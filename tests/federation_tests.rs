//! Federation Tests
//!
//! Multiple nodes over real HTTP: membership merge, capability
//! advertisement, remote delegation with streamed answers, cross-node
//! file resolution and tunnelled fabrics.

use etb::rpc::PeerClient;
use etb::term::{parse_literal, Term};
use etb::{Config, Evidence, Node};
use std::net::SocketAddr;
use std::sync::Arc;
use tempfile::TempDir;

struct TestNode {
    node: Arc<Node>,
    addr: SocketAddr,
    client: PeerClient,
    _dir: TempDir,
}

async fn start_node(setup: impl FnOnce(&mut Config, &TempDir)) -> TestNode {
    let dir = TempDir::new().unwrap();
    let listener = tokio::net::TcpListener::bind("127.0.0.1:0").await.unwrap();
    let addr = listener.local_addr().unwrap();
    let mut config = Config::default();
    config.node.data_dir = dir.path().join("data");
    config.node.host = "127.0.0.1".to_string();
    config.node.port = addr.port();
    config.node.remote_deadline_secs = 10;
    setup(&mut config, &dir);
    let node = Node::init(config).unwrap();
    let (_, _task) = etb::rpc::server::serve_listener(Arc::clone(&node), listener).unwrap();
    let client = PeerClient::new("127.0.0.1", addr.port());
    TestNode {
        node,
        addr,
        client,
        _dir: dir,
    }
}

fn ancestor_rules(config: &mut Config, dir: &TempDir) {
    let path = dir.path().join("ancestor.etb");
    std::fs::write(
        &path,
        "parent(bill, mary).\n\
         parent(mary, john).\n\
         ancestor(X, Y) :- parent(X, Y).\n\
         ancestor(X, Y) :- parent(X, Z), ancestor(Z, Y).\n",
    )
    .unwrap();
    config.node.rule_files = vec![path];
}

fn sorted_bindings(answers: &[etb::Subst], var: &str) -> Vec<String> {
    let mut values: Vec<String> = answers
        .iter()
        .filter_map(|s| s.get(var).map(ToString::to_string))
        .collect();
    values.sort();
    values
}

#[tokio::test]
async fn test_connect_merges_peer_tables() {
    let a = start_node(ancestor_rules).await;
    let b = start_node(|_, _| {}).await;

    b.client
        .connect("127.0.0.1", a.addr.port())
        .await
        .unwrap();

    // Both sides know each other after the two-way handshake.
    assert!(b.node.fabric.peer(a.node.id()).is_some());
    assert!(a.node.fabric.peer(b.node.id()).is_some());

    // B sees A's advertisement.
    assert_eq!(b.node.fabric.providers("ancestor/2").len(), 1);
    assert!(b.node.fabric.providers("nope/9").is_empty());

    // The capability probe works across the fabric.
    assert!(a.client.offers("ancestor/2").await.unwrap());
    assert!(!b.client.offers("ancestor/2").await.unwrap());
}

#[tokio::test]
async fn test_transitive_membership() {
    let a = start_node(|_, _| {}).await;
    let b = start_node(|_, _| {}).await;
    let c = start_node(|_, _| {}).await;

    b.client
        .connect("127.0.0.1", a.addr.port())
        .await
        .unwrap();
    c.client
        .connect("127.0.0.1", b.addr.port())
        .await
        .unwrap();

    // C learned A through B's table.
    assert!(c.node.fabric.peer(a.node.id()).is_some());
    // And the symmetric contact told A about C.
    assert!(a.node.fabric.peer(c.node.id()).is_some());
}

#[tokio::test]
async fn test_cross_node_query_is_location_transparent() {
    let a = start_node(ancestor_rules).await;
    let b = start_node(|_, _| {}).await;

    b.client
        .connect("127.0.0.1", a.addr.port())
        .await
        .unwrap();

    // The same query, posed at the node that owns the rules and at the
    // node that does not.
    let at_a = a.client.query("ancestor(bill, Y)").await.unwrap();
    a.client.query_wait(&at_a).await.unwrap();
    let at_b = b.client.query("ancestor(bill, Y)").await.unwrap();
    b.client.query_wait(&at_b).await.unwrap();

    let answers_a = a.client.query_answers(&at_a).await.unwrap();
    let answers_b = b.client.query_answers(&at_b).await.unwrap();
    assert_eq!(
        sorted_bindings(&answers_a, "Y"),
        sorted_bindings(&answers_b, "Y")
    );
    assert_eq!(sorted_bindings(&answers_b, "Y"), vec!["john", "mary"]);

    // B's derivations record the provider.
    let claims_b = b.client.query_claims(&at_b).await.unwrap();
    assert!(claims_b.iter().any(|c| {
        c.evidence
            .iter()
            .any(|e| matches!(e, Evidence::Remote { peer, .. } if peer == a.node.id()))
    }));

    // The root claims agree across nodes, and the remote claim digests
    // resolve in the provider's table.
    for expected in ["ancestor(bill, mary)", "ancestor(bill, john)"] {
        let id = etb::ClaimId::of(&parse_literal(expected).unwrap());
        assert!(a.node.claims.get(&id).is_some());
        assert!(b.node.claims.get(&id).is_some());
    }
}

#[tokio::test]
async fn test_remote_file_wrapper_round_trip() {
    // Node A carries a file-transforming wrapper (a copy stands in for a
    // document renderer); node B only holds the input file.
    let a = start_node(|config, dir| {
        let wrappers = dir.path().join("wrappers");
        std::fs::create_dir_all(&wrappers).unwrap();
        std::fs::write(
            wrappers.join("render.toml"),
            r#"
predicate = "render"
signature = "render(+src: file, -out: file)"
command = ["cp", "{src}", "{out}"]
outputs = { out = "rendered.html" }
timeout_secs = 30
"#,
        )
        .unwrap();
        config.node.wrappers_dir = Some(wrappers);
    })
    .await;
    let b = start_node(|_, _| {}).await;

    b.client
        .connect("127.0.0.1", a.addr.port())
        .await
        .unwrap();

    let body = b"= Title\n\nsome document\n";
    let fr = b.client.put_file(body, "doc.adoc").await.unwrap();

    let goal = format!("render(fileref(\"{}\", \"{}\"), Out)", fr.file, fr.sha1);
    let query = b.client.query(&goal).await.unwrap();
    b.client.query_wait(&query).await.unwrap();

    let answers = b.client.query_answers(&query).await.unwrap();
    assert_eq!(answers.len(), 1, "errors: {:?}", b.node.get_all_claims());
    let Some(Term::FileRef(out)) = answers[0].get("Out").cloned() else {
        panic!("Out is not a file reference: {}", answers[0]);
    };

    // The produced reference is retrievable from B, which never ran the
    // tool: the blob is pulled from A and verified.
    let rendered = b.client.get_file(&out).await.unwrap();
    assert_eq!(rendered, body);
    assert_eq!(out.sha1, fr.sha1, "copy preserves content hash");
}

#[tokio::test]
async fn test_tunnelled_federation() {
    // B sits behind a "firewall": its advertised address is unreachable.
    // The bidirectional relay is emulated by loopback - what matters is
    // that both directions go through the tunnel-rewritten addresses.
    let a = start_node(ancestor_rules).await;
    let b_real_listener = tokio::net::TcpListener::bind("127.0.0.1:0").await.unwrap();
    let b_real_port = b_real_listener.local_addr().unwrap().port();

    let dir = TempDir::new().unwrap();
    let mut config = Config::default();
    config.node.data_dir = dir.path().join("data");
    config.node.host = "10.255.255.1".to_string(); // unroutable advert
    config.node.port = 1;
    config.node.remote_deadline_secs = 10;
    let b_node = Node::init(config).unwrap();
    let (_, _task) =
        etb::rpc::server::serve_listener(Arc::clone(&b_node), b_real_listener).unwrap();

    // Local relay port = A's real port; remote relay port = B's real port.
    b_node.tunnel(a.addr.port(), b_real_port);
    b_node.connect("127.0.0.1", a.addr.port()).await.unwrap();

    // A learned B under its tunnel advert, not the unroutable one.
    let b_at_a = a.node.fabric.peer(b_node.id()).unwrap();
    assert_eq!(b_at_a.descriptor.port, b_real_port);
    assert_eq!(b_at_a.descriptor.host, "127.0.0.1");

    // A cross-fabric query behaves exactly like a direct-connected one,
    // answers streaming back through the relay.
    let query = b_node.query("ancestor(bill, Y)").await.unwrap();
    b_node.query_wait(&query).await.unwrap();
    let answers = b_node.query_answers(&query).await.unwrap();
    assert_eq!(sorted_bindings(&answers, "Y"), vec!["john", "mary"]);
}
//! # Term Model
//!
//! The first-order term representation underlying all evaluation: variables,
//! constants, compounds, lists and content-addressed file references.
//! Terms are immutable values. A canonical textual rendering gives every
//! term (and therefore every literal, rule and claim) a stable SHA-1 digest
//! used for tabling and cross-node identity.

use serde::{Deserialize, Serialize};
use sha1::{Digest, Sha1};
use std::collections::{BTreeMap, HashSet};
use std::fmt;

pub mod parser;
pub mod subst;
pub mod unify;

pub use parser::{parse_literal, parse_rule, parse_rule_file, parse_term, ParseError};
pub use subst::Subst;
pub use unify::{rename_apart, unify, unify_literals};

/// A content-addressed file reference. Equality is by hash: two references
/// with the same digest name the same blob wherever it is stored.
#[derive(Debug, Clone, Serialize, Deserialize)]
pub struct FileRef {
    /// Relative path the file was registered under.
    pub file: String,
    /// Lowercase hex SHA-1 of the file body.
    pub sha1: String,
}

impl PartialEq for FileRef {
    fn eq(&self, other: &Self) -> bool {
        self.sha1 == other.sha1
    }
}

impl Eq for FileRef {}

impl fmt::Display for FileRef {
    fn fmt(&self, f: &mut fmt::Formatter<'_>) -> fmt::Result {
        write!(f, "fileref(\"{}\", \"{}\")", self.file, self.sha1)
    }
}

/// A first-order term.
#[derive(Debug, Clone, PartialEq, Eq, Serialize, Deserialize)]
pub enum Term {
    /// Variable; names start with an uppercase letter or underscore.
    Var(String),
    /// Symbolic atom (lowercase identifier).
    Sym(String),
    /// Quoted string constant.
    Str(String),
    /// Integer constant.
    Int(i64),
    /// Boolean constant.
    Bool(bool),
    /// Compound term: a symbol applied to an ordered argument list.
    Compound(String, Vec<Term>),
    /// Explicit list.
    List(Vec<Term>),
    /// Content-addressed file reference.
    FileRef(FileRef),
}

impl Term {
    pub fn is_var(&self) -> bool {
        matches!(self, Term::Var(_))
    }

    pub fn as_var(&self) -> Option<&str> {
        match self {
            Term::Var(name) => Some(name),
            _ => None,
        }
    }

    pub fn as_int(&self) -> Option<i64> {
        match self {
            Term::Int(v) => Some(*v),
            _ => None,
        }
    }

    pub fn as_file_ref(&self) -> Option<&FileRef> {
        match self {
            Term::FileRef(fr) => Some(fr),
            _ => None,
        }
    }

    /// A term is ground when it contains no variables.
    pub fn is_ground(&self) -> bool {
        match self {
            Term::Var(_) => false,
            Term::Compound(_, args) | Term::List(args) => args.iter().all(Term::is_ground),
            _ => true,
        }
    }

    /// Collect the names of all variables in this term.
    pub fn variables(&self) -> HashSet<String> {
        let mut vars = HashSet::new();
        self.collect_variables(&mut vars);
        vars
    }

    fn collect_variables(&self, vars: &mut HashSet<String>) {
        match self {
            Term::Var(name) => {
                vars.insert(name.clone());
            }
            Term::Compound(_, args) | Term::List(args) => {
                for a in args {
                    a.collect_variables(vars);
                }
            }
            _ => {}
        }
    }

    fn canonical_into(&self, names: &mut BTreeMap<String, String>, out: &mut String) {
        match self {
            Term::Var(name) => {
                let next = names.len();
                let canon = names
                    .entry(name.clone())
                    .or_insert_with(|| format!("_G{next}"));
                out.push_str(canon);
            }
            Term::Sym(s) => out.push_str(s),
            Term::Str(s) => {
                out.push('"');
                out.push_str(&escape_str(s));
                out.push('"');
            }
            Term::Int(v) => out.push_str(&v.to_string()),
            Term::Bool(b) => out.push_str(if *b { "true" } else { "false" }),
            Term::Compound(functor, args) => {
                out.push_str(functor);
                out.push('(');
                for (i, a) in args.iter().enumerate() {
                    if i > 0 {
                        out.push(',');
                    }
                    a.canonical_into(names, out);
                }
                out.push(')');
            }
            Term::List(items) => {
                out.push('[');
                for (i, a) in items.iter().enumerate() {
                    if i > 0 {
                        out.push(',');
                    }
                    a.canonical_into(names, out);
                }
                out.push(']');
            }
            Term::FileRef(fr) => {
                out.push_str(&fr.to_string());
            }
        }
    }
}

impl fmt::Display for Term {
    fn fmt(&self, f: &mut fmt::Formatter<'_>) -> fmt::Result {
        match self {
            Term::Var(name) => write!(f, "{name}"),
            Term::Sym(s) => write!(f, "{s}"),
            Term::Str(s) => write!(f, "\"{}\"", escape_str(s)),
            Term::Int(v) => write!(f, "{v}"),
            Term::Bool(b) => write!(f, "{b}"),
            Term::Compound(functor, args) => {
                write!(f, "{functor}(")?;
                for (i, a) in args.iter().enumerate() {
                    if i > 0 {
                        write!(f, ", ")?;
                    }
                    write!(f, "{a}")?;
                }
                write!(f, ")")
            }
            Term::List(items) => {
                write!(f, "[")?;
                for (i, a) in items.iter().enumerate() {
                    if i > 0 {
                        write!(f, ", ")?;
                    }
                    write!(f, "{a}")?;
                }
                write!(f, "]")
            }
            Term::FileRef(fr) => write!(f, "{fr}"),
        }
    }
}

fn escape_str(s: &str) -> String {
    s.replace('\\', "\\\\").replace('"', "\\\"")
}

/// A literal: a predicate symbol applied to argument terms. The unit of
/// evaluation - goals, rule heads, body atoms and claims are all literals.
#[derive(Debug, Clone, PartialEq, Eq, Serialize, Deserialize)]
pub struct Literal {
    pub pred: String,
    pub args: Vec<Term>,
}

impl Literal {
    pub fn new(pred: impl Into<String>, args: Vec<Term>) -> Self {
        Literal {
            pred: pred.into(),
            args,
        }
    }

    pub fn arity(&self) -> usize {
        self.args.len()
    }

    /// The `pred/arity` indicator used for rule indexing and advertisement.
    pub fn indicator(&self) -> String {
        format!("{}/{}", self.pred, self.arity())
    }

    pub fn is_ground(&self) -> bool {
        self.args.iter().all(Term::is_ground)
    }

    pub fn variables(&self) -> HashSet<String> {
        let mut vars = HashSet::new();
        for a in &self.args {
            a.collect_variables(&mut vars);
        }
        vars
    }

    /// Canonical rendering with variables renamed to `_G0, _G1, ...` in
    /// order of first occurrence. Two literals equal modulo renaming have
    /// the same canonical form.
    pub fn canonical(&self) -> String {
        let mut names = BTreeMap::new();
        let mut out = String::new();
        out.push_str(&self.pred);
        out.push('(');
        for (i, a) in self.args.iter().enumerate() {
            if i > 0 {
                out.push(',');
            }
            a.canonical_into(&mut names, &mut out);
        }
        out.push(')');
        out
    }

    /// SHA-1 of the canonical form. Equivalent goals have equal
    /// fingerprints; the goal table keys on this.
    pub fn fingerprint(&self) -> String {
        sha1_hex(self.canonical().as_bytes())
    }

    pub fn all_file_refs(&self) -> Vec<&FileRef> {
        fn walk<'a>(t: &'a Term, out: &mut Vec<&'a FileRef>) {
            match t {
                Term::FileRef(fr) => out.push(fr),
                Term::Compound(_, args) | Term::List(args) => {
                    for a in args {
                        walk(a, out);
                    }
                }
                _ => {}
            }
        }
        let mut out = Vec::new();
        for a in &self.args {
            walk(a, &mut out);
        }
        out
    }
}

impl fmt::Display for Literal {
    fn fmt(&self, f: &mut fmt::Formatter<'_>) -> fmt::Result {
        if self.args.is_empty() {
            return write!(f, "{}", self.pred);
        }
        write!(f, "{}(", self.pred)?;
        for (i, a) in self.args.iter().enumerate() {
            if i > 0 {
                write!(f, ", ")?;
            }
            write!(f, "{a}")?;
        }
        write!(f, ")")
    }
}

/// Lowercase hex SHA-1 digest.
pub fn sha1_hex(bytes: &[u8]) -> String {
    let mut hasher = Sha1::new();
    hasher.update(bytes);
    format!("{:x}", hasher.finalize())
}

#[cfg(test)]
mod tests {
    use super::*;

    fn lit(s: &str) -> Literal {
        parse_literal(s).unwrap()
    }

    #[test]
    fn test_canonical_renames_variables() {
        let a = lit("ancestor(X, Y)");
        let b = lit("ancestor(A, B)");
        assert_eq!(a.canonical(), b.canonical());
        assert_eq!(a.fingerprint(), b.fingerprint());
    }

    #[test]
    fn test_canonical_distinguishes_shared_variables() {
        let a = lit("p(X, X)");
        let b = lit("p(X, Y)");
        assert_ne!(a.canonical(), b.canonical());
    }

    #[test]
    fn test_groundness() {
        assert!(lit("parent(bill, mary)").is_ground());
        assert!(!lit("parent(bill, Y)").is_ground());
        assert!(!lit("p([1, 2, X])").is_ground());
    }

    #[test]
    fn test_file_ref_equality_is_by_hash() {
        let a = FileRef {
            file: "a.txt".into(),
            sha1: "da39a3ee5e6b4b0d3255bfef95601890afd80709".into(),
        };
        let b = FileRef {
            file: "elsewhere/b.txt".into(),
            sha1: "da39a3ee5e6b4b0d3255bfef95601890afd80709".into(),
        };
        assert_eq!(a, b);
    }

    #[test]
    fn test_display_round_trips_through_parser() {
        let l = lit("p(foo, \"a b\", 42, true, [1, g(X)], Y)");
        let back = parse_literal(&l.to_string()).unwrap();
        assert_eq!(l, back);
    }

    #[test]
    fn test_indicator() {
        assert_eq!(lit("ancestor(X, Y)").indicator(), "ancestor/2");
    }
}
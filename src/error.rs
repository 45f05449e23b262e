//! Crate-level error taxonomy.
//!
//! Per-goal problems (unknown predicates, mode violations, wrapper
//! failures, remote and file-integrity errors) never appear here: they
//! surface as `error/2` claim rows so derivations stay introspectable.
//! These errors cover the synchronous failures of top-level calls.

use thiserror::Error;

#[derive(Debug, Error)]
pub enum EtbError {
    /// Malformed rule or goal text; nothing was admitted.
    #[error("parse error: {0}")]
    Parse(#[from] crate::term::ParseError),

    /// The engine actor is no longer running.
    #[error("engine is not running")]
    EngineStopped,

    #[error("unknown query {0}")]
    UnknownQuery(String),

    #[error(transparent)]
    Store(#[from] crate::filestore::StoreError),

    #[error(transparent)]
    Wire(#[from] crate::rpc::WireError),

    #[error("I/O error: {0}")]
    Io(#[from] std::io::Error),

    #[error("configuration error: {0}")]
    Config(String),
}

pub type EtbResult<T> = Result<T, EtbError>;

+---+

* _Exercise requirements_
Among the records above, find each line holding "applied" and list it.

* _Exercise output_
    /// Compound term: a symbol applied to an ordered argument list.
/// A literal: a predicate symbol applied to argument terms. The unit of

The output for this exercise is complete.